Juna is in room 106. She is wearing the same dressing gown she has had all her life and crying. She has faded in here. She does not belong in a place like this. She needs to hear music and be surrounded by her family and the smell of home cooking and fresh green fields. I hold her hand now while she cries. I hug her. There is nothing else for it. She is smaller than me now and so broken up, and down – I want to pick her up and cover her in love.

She begins to list out the food she has been given.

‘Porridge, for breakfast. Tea. Brown bread and toast.’

She thinks she will never get home. She has never been in hospital before.

‘Potatoes… Chicken… and peas.’

A nurse with red hair comes in.

‘Yes.

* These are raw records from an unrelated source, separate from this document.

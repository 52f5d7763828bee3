//! The argument set handed to a leaf command

use serde::Serialize;
use std::collections::{BTreeMap, BTreeSet};

/// Value of one resolved argument
#[derive(Debug, Clone, PartialEq, Eq, Serialize)]
#[serde(untagged)]
pub enum ArgValue {
    Flag(bool),
    Single(String),
    Many(Vec<String>),
    /// Declared but neither supplied nor defaulted
    Unset,
}

impl ArgValue {
    pub fn is_set(&self) -> bool {
        !matches!(self, ArgValue::Unset)
    }
}

/// Fully merged arguments for one invocation
///
/// Built once by the resolver. Nothing mutates it afterwards: deriving a
/// value (the procflow default) yields a new `ResolvedArgs`.
#[derive(Debug, Clone, Default, PartialEq, Eq, Serialize)]
#[serde(transparent)]
pub struct ResolvedArgs {
    values: BTreeMap<String, ArgValue>,
    #[serde(skip)]
    supplied: BTreeSet<String>,
}

impl ResolvedArgs {
    pub(crate) fn from_parts(
        values: BTreeMap<String, ArgValue>,
        supplied: BTreeSet<String>,
    ) -> Self {
        Self { values, supplied }
    }

    /// Copy of these arguments with `name` set to a derived value
    ///
    /// Derived values are not recorded as user-supplied.
    pub fn with_derived(&self, name: &str, value: ArgValue) -> Self {
        let mut values = self.values.clone();
        values.insert(name.to_string(), value);
        Self {
            values,
            supplied: self.supplied.clone(),
        }
    }

    pub fn get(&self, name: &str) -> Option<&ArgValue> {
        self.values.get(name)
    }

    /// Whether a flag is on; false for unknown names
    pub fn flag(&self, name: &str) -> bool {
        matches!(self.values.get(name), Some(ArgValue::Flag(true)))
    }

    /// Single value of an option or positional
    pub fn value(&self, name: &str) -> Option<&str> {
        match self.values.get(name) {
            Some(ArgValue::Single(value)) => Some(value),
            Some(ArgValue::Many(values)) => values.first().map(String::as_str),
            _ => None,
        }
    }

    /// All values of a multi-valued argument (empty when unset)
    pub fn values(&self, name: &str) -> &[String] {
        match self.values.get(name) {
            Some(ArgValue::Many(values)) => values,
            Some(ArgValue::Single(value)) => std::slice::from_ref(value),
            _ => &[],
        }
    }

    /// Whether the user typed this argument, as opposed to a default
    pub fn is_supplied(&self, name: &str) -> bool {
        self.supplied.contains(name)
    }

    pub fn is_set(&self, name: &str) -> bool {
        self.values.get(name).is_some_and(ArgValue::is_set)
    }

    pub fn names(&self) -> impl Iterator<Item = &str> {
        self.values.keys().map(String::as_str)
    }

    pub fn iter(&self) -> impl Iterator<Item = (&str, &ArgValue)> {
        self.values.iter().map(|(k, v)| (k.as_str(), v))
    }

    pub fn len(&self) -> usize {
        self.values.len()
    }

    pub fn is_empty(&self) -> bool {
        self.values.is_empty()
    }
}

She has an appointment with a specialist,’ she says. ‘It is with a Mr Stafford and he will see you on Tuesday at nine o’clock.

‘They might keep her in and it is unlikely that they will operate straight away… but it is possible though.’

And I listen to my grandmother’s questions now.

‘How will she get to Mr Stafford?’

‘Can she wear her own clothes and when can she go home?’ More than anything she wants to go home.

‘No one wants to be in hospital,’ I tell her, ‘but you have to
be here to get well.’ I am trying to keep the ship afloat but when Juna becomes lonesome again I struggle not to cry.

We are facing it at last. The inevitability of it, and yet why does everyone have to get old and die? Did I not realize that this was coming? She was always the leader and when I see her fear and confusion now I am frightened and unhinged by it as well.